One of the most effective and time-tested ways to cement a customer-centric service culture in your organization is to ensure your employees walk in the customer’s shoes. Recently I found myself in need of a rental truck for moving. After researching rental options online via U-Haul, I called the customer service phone line to confirm the package I intended to go with. After a short and helpful conversation, the customer service rep advised me to make sure I unchecked all the boxes on one of the order pages, because U-Haul automatically checks them as a default (the specific page asked if you wanted add-ons like boxes and bubble wrap).

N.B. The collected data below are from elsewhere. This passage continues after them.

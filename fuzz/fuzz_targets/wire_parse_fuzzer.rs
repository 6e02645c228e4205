//! Fuzz target for frame parsing
//!
//! # Strategy
//!
//! - Completely arbitrary byte buffers through `Frame::parse`
//! - Valid tag bytes with truncated bodies
//!
//! # Invariants
//!
//! - Parsing is total: typed frame or typed error, NEVER a panic
//! - A successfully parsed frame re-encodes to a prefix of the input
//! - Error classification matches the input shape

#![no_main]

use libfuzzer_sys::fuzz_target;
use promlink_proto::{COMMAND_REPR_ID, CommandFrame, DATA_REPR_ID, DataFrame, Frame, WireError};

fuzz_target!(|data: &[u8]| {
    match Frame::parse(data) {
        Ok(Frame::Command(cmd)) => {
            assert_eq!(data[0], COMMAND_REPR_ID);
            assert_eq!(&cmd.to_bytes()[..], &data[..CommandFrame::SIZE]);
        }
        Ok(Frame::Data(block)) => {
            assert_eq!(data[0], DATA_REPR_ID);
            assert_eq!(&block.to_bytes()[..], &data[..DataFrame::SIZE]);
        }
        Err(WireError::Empty) => assert!(data.is_empty()),
        Err(WireError::UnknownRepresentation(id)) => assert_eq!(id, data[0]),
        Err(WireError::FrameTooShort { expected, actual }) => {
            assert_eq!(actual, data.len());
            assert!(actual < expected);
        }
    }
});
//! Wire schema for the promlink in-system programming protocol.
//!
//! Two fixed-layout frame kinds travel over the device bus, tagged by a
//! one-byte representation id: [`CommandFrame`] carries the command
//! vocabulary (upload, download, execute, abort, ack) and [`DataFrame`]
//! carries one payload block of [`BLOCK`] bytes. Both are
//! `#[repr(C, packed)]` structs with little-endian integer fields, so a
//! frame is sent and parsed as an opaque byte blob without a serialization
//! step.
//!
//! The bus envelope itself (addressing, checksums, escaping) belongs to the
//! bus driver; this crate only defines the [`NodeId`]/[`BusHeader`] view the
//! engines need and the payload layouts both ends must agree on.

#![forbid(unsafe_code)]
#![deny(missing_docs)]

mod command;
mod data;
mod errors;
mod frame;
mod node;

pub use command::{Command, CommandFrame};
pub use data::{BLOCK, DataFrame};
pub use errors::{Result, WireError};
pub use frame::{COMMAND_REPR_ID, DATA_REPR_ID, Frame};
pub use node::{BusHeader, NodeId};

She noted that, never having to actually order a U-Haul truck online herself, she went through the process one day so she “could know what the customer has to go through”. That’s exactly the type of action that all employees should take, and on a consistent basis.

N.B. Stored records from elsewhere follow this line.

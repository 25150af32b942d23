//! Retry Worker
//!
//! Background worker that runs submitted retry contexts through the
//! coordinator with bounded concurrency. Dropping every handle drains the
//! channel and stops the worker once in-flight contexts finish.

use async_trait::async_trait;
use std::sync::Arc;
use tokio::sync::{mpsc, Semaphore};
use tracing::{error, info, instrument};

use crate::error::{SyncError, SyncResult};
use crate::sync::retry::{MappingRetryQueue, RetryContext, RetryCoordinator, RetryOutcome};

/// Worker configuration.
#[derive(Debug, Clone)]
pub struct RetryWorkerConfig {
    /// Number of contexts processed at once.
    pub concurrency: usize,
    /// Capacity of the submission channel.
    pub channel_capacity: usize,
}

impl Default for RetryWorkerConfig {
    fn default() -> Self {
        Self {
            concurrency: 4,
            channel_capacity: 256,
        }
    }
}

#[derive(Debug)]
enum RetryJob {
    Retry(RetryContext),
    DeadLetter(RetryContext, String),
}

/// Cloneable submission side of a [`RetryWorker`].
#[derive(Debug, Clone)]
pub struct RetryWorkerHandle {
    sender: mpsc::Sender<RetryJob>,
}

impl RetryWorkerHandle {
    async fn send(&self, job: RetryJob) -> SyncResult<()> {
        self.sender
            .send(job)
            .await
            .map_err(|_| SyncError::WorkerUnavailable)
    }
}

#[async_trait]
impl MappingRetryQueue for RetryWorkerHandle {
    async fn submit(&self, context: RetryContext) -> SyncResult<()> {
        self.send(RetryJob::Retry(context)).await
    }

    async fn dead_letter(&self, context: RetryContext, reason: String) -> SyncResult<()> {
        self.send(RetryJob::DeadLetter(context, reason)).await
    }
}

/// Consumes retry contexts until every handle is dropped.
pub struct RetryWorker {
    coordinator: Arc<RetryCoordinator>,
    receiver: mpsc::Receiver<RetryJob>,
    config: RetryWorkerConfig,
}

impl RetryWorker {
    /// Create a worker and its submission handle.
    pub fn new(
        coordinator: Arc<RetryCoordinator>,
        config: RetryWorkerConfig,
    ) -> (Self, RetryWorkerHandle) {
        let (sender, receiver) = mpsc::channel(config.channel_capacity.max(1));
        (
            Self {
                coordinator,
                receiver,
                config,
            },
            RetryWorkerHandle { sender },
        )
    }

    /// Start the worker.
    #[instrument(skip(self))]
    pub async fn run(mut self) {
        let concurrency = self.config.concurrency.max(1);
        info!(concurrency, "Starting retry worker");

        let semaphore = Arc::new(Semaphore::new(concurrency));

        while let Some(job) = self.receiver.recv().await {
            let Ok(permit) = semaphore.clone().acquire_owned().await else {
                break;
            };
            let coordinator = self.coordinator.clone();

            tokio::spawn(async move {
                let _permit = permit;
                let (context_id, source_id, target_id) = match &job {
                    RetryJob::Retry(context) | RetryJob::DeadLetter(context, _) => (
                        context.id,
                        context.mapping.source_id.clone(),
                        context.mapping.target_id.clone(),
                    ),
                };
                let result = match job {
                    RetryJob::Retry(context) => coordinator.process(context).await,
                    RetryJob::DeadLetter(context, reason) => {
                        coordinator.dead_letter_now(context, reason).await
                    }
                };
                match result {
                    Ok(RetryOutcome::DeadLettered { dead_letter_id, .. }) => {
                        info!(context_id = %context_id, dead_letter_id = %dead_letter_id, "Retry context dead-lettered");
                    }
                    Ok(_) => {}
                    Err(e) => {
                        error!(
                            context_id = %context_id,
                            source_id = %source_id,
                            target_id = %target_id,
                            error = %e,
                            "Retry context lost, target record has no mapping"
                        );
                    }
                }
            });
        }

        info!("Waiting for in-flight retries to complete...");
        let permits = u32::try_from(concurrency).unwrap_or(u32::MAX);
        let _ = semaphore.acquire_many(permits).await;
        info!("Retry worker stopped");
    }
}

Here’s an example from the other side. I ended up booking a hotel room very last minute at a newly renovated “boutique” hotel in Connecticut for an event I was attending. Having never been there, I was a bit confused to begin with as the venue had several different buildings. The front desk directed me to walk through a set of doors, across a parking lot, and into another building to get to my room. Once I got to my building and headed to the second floor, this is what I saw at the top of the stairs:
Not a single sign with room numbers…or any other information for that matter. Pretty big misstep, for sure. Now, imagine if an employee had been assigned the simple task of walking through the customer experience of checking in, step by step? Have to imagine this would have been caught and fixed immediately.